:: Study material ::
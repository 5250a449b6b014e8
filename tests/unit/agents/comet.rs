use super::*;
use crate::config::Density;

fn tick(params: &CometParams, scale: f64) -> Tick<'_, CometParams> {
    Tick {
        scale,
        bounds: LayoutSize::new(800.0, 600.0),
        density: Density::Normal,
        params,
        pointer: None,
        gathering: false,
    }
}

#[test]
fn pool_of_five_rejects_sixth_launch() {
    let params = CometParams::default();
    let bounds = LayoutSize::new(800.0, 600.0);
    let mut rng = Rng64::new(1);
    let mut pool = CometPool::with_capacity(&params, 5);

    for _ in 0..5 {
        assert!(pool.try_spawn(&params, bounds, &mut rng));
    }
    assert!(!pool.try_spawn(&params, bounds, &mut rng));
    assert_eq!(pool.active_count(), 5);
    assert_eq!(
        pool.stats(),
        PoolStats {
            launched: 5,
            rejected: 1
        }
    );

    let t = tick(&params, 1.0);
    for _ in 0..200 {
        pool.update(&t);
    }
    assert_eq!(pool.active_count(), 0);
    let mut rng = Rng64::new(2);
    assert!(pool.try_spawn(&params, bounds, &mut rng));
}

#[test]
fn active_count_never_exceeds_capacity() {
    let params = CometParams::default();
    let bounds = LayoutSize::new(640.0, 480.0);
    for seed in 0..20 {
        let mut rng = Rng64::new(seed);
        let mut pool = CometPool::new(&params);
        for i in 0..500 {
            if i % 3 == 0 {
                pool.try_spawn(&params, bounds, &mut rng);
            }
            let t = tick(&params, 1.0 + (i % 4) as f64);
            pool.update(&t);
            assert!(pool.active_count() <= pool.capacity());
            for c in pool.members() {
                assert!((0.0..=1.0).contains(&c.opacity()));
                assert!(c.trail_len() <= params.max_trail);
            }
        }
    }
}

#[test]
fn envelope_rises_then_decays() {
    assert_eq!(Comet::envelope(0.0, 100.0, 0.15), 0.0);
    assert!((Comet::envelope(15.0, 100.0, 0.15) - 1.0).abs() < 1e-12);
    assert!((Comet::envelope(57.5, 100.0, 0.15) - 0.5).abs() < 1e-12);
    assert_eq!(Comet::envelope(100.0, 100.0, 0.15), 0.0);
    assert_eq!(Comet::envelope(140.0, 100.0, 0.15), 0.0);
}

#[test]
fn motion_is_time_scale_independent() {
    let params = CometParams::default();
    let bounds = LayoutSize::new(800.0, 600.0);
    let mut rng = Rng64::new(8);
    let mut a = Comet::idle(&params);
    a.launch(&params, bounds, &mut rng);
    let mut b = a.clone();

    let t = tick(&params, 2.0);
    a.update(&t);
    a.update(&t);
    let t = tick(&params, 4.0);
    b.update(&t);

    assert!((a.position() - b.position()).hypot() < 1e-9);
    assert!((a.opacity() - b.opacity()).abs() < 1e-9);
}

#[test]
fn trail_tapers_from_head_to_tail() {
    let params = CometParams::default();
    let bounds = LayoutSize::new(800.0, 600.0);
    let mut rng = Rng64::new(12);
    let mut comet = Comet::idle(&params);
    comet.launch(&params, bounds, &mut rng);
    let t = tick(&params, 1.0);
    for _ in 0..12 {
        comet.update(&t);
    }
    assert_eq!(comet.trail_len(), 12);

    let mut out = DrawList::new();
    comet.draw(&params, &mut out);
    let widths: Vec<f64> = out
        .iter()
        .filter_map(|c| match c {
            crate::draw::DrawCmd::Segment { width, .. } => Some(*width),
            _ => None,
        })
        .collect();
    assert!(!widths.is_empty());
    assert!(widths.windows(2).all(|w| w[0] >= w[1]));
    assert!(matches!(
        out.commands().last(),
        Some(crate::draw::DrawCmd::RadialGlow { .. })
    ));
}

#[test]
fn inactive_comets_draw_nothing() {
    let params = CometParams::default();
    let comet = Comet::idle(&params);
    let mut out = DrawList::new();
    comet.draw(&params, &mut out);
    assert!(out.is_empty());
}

...

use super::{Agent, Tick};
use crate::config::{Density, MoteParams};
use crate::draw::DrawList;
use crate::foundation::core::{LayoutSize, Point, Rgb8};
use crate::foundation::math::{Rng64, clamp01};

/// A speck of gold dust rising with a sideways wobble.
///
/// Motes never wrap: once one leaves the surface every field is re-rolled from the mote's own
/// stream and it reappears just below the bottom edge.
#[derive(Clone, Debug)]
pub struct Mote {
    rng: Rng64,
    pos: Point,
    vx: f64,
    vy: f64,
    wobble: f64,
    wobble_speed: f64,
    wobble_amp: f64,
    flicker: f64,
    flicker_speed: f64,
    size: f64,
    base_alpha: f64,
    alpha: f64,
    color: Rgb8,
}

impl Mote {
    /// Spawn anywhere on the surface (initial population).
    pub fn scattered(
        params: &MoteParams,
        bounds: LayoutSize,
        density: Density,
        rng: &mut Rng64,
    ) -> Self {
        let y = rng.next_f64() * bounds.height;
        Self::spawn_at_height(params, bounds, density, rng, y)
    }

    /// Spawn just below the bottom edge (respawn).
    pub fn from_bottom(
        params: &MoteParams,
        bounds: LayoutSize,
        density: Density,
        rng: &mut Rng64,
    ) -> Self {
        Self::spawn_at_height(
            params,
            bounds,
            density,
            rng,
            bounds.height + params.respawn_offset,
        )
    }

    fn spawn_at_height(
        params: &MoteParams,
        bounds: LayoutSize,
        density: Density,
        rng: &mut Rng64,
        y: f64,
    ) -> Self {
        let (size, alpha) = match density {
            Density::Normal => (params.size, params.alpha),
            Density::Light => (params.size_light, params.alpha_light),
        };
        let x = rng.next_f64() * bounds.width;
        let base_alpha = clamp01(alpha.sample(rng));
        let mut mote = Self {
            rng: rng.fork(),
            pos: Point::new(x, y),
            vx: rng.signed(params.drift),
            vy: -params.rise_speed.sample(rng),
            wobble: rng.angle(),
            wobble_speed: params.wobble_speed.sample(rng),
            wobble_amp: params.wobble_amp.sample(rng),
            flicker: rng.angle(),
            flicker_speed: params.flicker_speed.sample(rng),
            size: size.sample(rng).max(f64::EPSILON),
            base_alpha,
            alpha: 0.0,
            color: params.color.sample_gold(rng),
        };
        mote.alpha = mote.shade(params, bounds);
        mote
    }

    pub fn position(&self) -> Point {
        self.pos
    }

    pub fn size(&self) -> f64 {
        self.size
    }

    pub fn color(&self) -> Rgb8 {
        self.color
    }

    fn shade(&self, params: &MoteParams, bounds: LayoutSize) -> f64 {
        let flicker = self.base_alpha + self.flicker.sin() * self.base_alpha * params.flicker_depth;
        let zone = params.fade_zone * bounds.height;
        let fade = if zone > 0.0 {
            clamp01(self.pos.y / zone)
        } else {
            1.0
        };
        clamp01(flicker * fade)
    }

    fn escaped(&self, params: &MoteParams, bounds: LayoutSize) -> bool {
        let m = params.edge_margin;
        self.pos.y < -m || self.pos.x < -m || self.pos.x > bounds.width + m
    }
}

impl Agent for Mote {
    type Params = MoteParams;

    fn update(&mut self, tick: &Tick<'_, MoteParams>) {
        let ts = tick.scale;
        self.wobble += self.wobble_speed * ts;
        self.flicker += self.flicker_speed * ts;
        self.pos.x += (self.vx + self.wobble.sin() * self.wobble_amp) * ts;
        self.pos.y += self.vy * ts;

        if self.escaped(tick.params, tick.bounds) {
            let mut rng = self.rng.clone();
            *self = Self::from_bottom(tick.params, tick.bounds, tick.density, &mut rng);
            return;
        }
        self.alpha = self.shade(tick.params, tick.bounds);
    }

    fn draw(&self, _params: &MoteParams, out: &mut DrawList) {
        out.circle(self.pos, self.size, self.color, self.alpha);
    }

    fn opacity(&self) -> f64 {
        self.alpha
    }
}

:: Work required ::
Look above for the line holding "repository 5250a449b6b014e8", then set down exactly that line and every line after it up to and including the line holding "assert_eq!(Comet::envelope(100.0, 100.0, 0.15), 0.0);", with nothing else.

:: Task response ::
repository 5250a449b6b014e8
filename tests/unit/agents/comet.rs
use super::*;
use crate::config::Density;

fn tick(params: &CometParams, scale: f64) -> Tick<'_, CometParams> {
    Tick {
        scale,
        bounds: LayoutSize::new(800.0, 600.0),
        density: Density::Normal,
        params,
        pointer: None,
        gathering: false,
    }
}

#[test]
fn pool_of_five_rejects_sixth_launch() {
    let params = CometParams::default();
    let bounds = LayoutSize::new(800.0, 600.0);
    let mut rng = Rng64::new(1);
    let mut pool = CometPool::with_capacity(&params, 5);

    for _ in 0..5 {
        assert!(pool.try_spawn(&params, bounds, &mut rng));
    }
    assert!(!pool.try_spawn(&params, bounds, &mut rng));
    assert_eq!(pool.active_count(), 5);
    assert_eq!(
        pool.stats(),
        PoolStats {
            launched: 5,
            rejected: 1
        }
    );

    let t = tick(&params, 1.0);
    for _ in 0..200 {
        pool.update(&t);
    }
    assert_eq!(pool.active_count(), 0);
    let mut rng = Rng64::new(2);
    assert!(pool.try_spawn(&params, bounds, &mut rng));
}

#[test]
fn active_count_never_exceeds_capacity() {
    let params = CometParams::default();
    let bounds = LayoutSize::new(640.0, 480.0);
    for seed in 0..20 {
        let mut rng = Rng64::new(seed);
        let mut pool = CometPool::new(&params);
        for i in 0..500 {
            if i % 3 == 0 {
                pool.try_spawn(&params, bounds, &mut rng);
            }
            let t = tick(&params, 1.0 + (i % 4) as f64);
            pool.update(&t);
            assert!(pool.active_count() <= pool.capacity());
            for c in pool.members() {
                assert!((0.0..=1.0).contains(&c.opacity()));
                assert!(c.trail_len() <= params.max_trail);
            }
        }
    }
}

#[test]
fn envelope_rises_then_decays() {
    assert_eq!(Comet::envelope(0.0, 100.0, 0.15), 0.0);
    assert!((Comet::envelope(15.0, 100.0, 0.15) - 1.0).abs() < 1e-12);
    assert!((Comet::envelope(57.5, 100.0, 0.15) - 0.5).abs() < 1e-12);
    assert_eq!(Comet::envelope(100.0, 100.0, 0.15), 0.0);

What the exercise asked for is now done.